Named Entity Recognition
Use the Named Entity Recognition tool to identify entities, like people, places, and things, in text. The tool leverages the named entity recognition capabilities in the spaCy package. You can use our predefined set of entities or your own custom entities.
Tool Components
The Named Entity Recognition tool has 4 anchors.
- The D input anchor: Connect the text data you want to identify entities in.
- The E input anchor (optional): Connect the data with the custom entities you want to identify. This data has to contain the custom entity names and the labels you want to use to train the model to identify the custom entities.
- The D output anchor: Output new columns of data that display information about the entities in your data.
- The M output anchor: Output the model object so you can reuse it later.
Configure the Tool
To use this tool...
- Drag the tool onto the canvas.
- Connect the D input anchor to text data with entities you want to identity.

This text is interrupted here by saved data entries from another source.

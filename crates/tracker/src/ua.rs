//! User agent and location collaborators.

use woothee::parser::Parser;

/// Client properties derived from a user agent string.
#[derive(Debug, Clone, Default, PartialEq, Eq)]
pub struct ParsedUserAgent {
    pub browser: String,
    pub browser_version: String,
    pub os: String,
    pub os_version: String,
    pub desktop: bool,
    pub mobile: bool,
    /// Known crawler. Hits from crawlers are not tracked.
    pub crawler: bool,
}

pub trait UserAgentParser: Send + Sync {
    fn parse(&self, user_agent: &str) -> ParsedUserAgent;
}

/// Parser backed by woothee.
pub struct WootheeParser {
    parser: Parser,
}

impl WootheeParser {
    pub fn new() -> Self {
        Self {
            parser: Parser::new(),
        }
    }
}

impl Default for WootheeParser {
    fn default() -> Self {
        Self::new()
    }
}

fn known(value: &str) -> String {
    if value.is_empty() || value == "UNKNOWN" {
        String::new()
    } else {
        value.to_string()
    }
}

impl UserAgentParser for WootheeParser {
    fn parse(&self, user_agent: &str) -> ParsedUserAgent {
        if user_agent.is_empty() {
            return ParsedUserAgent::default();
        }

        match self.parser.parse(user_agent) {
            Some(result) => ParsedUserAgent {
                browser: known(result.name),
                browser_version: known(result.version),
                os: known(result.os),
                os_version: known(&result.os_version),
                // woothee categories: pc, smartphone, mobilephone, crawler, appliance, misc
                desktop: result.category == "pc",
                mobile: matches!(result.category, "smartphone" | "mobilephone"),
                crawler: result.category == "crawler",
            },
            None => ParsedUserAgent::default(),
        }
    }
}

/// Location of an IP address.
#[derive(Debug, Clone, Default, PartialEq, Eq)]
pub struct Location {
    pub country_code: String,
    pub city: String,
}

pub trait GeoLookup: Send + Sync {
    fn lookup(&self, ip: &str) -> Option<Location>;
}

/// Lookup that never resolves a location.
#[derive(Debug, Clone, Copy, Default)]
pub struct NoGeoLookup;

impl GeoLookup for NoGeoLookup {
    fn lookup(&self, _ip: &str) -> Option<Location> {
        None
    }
}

- Select the Language of the text data.
- Select the Column with Text.
- Run the workflow.
Advanced Configuration
If you want to use your own entities to train the model, select Train with New Entities.
To train with new entities, provide them in data connected to the E input anchor.
Match Entities
- Select the Column with Entities you want to identify in your data. These entities are custom entities.

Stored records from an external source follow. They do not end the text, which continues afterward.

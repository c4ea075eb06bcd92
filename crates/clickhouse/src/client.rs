//! ClickHouse client wrapper.

use crate::config::ClickHouseConfig;
use clickhouse::Client;
use tracing::info;

/// ClickHouse client wrapper. Cloning shares the underlying HTTP pool.
#[derive(Clone)]
pub struct ClickHouseClient {
    inner: Client,
    config: ClickHouseConfig,
}

impl ClickHouseClient {
    /// Creates a new ClickHouse client.
    pub fn new(config: ClickHouseConfig) -> Self {
        let inner = Self::base(&config).with_database(&config.database);

        info!(
            url = %config.url,
            database = %config.database,
            "Created ClickHouse client"
        );

        Self { inner, config }
    }

    fn base(config: &ClickHouseConfig) -> Client {
        let mut client = Client::default().with_url(&config.url);

        if let Some(ref user) = config.username {
            client = client.with_user(user);
        }

        if let Some(ref pass) = config.password {
            client = client.with_password(pass);
        }

        client
    }

    /// Returns the inner clickhouse client bound to the configured database.
    pub fn inner(&self) -> &Client {
        &self.inner
    }

    /// Client bound to the server's `default` database, for statements that
    /// must run before the configured database exists.
    pub fn server(&self) -> Client {
        Self::base(&self.config).with_database("default")
    }

    /// Returns the configuration.
    pub fn config(&self) -> &ClickHouseConfig {
        &self.config
    }
}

- Select the Column with Labels the tool can use while training the model to identify your custom entities.
- Check the box if you want your model to be Case Sensitive.
Train Model
An epoch is a single pass (forward and backward) of all data in a training set through a neural network. Epochs are related to iterations, but not the same. An iteration is a single pass of all data in a batch of a training set.
Increasing the number of epochs allows the model to learn from the training set for a longer time. But doing that also increases the computational expense.

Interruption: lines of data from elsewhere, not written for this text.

//! Unified error types for pirsch.
//!
//! Every error maps onto one stable [`ErrorKind`] with a stable code:
//! - CONFIG_001: invalid filter or tracker configuration
//! - VALID_001: invalid hit or event input
//! - STORE_001: transient storage failure (network, timeout)
//! - STORE_002: fatal storage failure (schema, constraint, decoding)
//! - TRACK_001: batch channel full beyond the enqueue deadline
//! - TRACK_002: operation on a stopped tracker

use thiserror::Error;

/// Result type alias using our Error type.
pub type Result<T> = std::result::Result<T, Error>;

/// Stable error classification.
#[derive(Debug, Clone, Copy, PartialEq, Eq)]
pub enum ErrorKind {
    Config,
    Validation,
    StorageTransient,
    StorageFatal,
    Overloaded,
    Stopped,
    Internal,
}

impl ErrorKind {
    /// Get the error code string.
    pub fn code(&self) -> &'static str {
        match self {
            Self::Config => "CONFIG_001",
            Self::Validation => "VALID_001",
            Self::StorageTransient => "STORE_001",
            Self::StorageFatal => "STORE_002",
            Self::Overloaded => "TRACK_001",
            Self::Stopped => "TRACK_002",
            Self::Internal => "INTERNAL_001",
        }
    }

    /// Whether a caller may reasonably retry the failed operation.
    pub fn is_retryable(&self) -> bool {
        matches!(self, Self::StorageTransient | Self::Overloaded)
    }
}

/// Unified error type.
#[derive(Debug, Error)]
pub enum Error {
    #[error("[{}] {message}", ErrorKind::Config.code())]
    Config { message: String },

    #[error("[{}] {message}", ErrorKind::Validation.code())]
    Validation { message: String },

    /// Storage error. `retryable` separates network/timeout failures
    /// from schema or constraint failures.
    #[error("[{}] {message}", if *retryable { ErrorKind::StorageTransient.code() } else { ErrorKind::StorageFatal.code() })]
    Storage { message: String, retryable: bool },

    #[error("[{}] {channel} channel full after {waited_ms}ms", ErrorKind::Overloaded.code())]
    Overloaded { channel: &'static str, waited_ms: u64 },

    #[error("[{}] tracker is stopped", ErrorKind::Stopped.code())]
    Stopped,

    #[error("internal error: {0}")]
    Internal(String),
}

impl Error {
    pub fn config(msg: impl Into<String>) -> Self {
        Self::Config {
            message: msg.into(),
        }
    }

    pub fn validation(msg: impl Into<String>) -> Self {
        Self::Validation {
            message: msg.into(),
        }
    }

    /// Create a transient (retryable) storage error.
    pub fn storage_transient(msg: impl Into<String>) -> Self {
        Self::Storage {
            message: msg.into(),
            retryable: true,
        }
    }

    /// Create a fatal storage error.
    pub fn storage_fatal(msg: impl Into<String>) -> Self {
        Self::Storage {
            message: msg.into(),
            retryable: false,
        }
    }

    pub fn overloaded(channel: &'static str, waited_ms: u64) -> Self {
        Self::Overloaded { channel, waited_ms }
    }

    pub fn internal(msg: impl Into<String>) -> Self {
        Self::Internal(msg.into())
    }

    /// Get the stable kind of this error.
    pub fn kind(&self) -> ErrorKind {
        match self {
            Self::Config { .. } => ErrorKind::Config,
            Self::Validation { .. } => ErrorKind::Validation,
            Self::Storage { retryable: true, .. } => ErrorKind::StorageTransient,
            Self::Storage { retryable: false, .. } => ErrorKind::StorageFatal,
            Self::Overloaded { .. } => ErrorKind::Overloaded,
            Self::Stopped => ErrorKind::Stopped,
            Self::Internal(_) => ErrorKind::Internal,
        }
    }

    /// Get the stable error code.
    pub fn code(&self) -> &'static str {
        self.kind().code()
    }

    /// Prefix the message with a single line of context, keeping the kind.
    pub fn context(self, ctx: &str) -> Self {
        match self {
            Self::Config { message } => Self::Config {
                message: format!("{}: {}", ctx, message),
            },
            Self::Validation { message } => Self::Validation {
                message: format!("{}: {}", ctx, message),
            },
            Self::Storage { message, retryable } => Self::Storage {
                message: format!("{}: {}", ctx, message),
                retryable,
            },
            Self::Internal(message) => Self::Internal(format!("{}: {}", ctx, message)),
            other => other,
        }
    }
}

You can increase the number of epochs to help reduce error in the model. But at some point, the amount of error reduction might not be worth the added computational expense. Also, increasing the number of epochs too much can cause problems of overfitting, while not using enough epochs can cause problems of underfitting.
By default, the tool uses 10 epochs.
Early stopping is a method that tells an iterative machine learning method, like the convolutional neural network used in the Named Entity Recognition tool, when to stop learning. Named Entity Recognition uses F1 as the metric for early stopping.
Early stopping is helpful when your model has problems of overfitting. Overfitting occurs when your model learns by memorizing the answers, rather than identifying the underlying patterns in your data. You can also use early stopping to prevent the algorithm from running through unnecessary epochs.
Use early stopping if you're concerned that your model might overfit your data or that additional epochs won't improve your model.
By default, the tool uses early stopping.
A batch is a subset of the entire training dataset.
Decreasing the batch size allows you to stagger how much data passes through a neural network at any given time. Doing that allows you to train models without taking up as much memory as you would if passing all data through a neural network at once. Sometimes batching can speed up training. But breaking your data into batches might also increase error in the model.
Separate your data into batches when your machine is unable to process all the data at once, or if you want to reduce training time.
By default, the tool uses a batch size of 32.
FAQ
Yes, you can pass a custom entity and label list through the E input anchor. To do so, the source data must contain at least 20 instances of each custom entity.
The input data should include 1 column for the entity and 1 column for the label. Example:
Entity | Label |
Michael Jordan | Person A |
Air Jordan | Person A |
His Airness | Person A |
MJ | Person A |
Money | Person A |
The algorithm prioritizes your custom list first.
By default, no–NER can't recognize Michael Jordan and Air Jordan as the same person out of the box. However, you can train a new model to do this by passing a custom entity and label list. Note, the NER tool is not a substitute for find and replace. The algorithm might pick up other nicknames for Michael Jordan based on associations in the source data.
NER is available in the following languages: English, French, German, Italian, Portuguese, and Spanish. At this time, NER is not available in Chinese or Japanese.
No, NER will only support the specified language. For example, if you specify English, NER will only look for the English text within the source data. If your source data contains text in other languages supported by NER (for example, French text), you can create another NER process on your canvas for the French text and join the results at the end.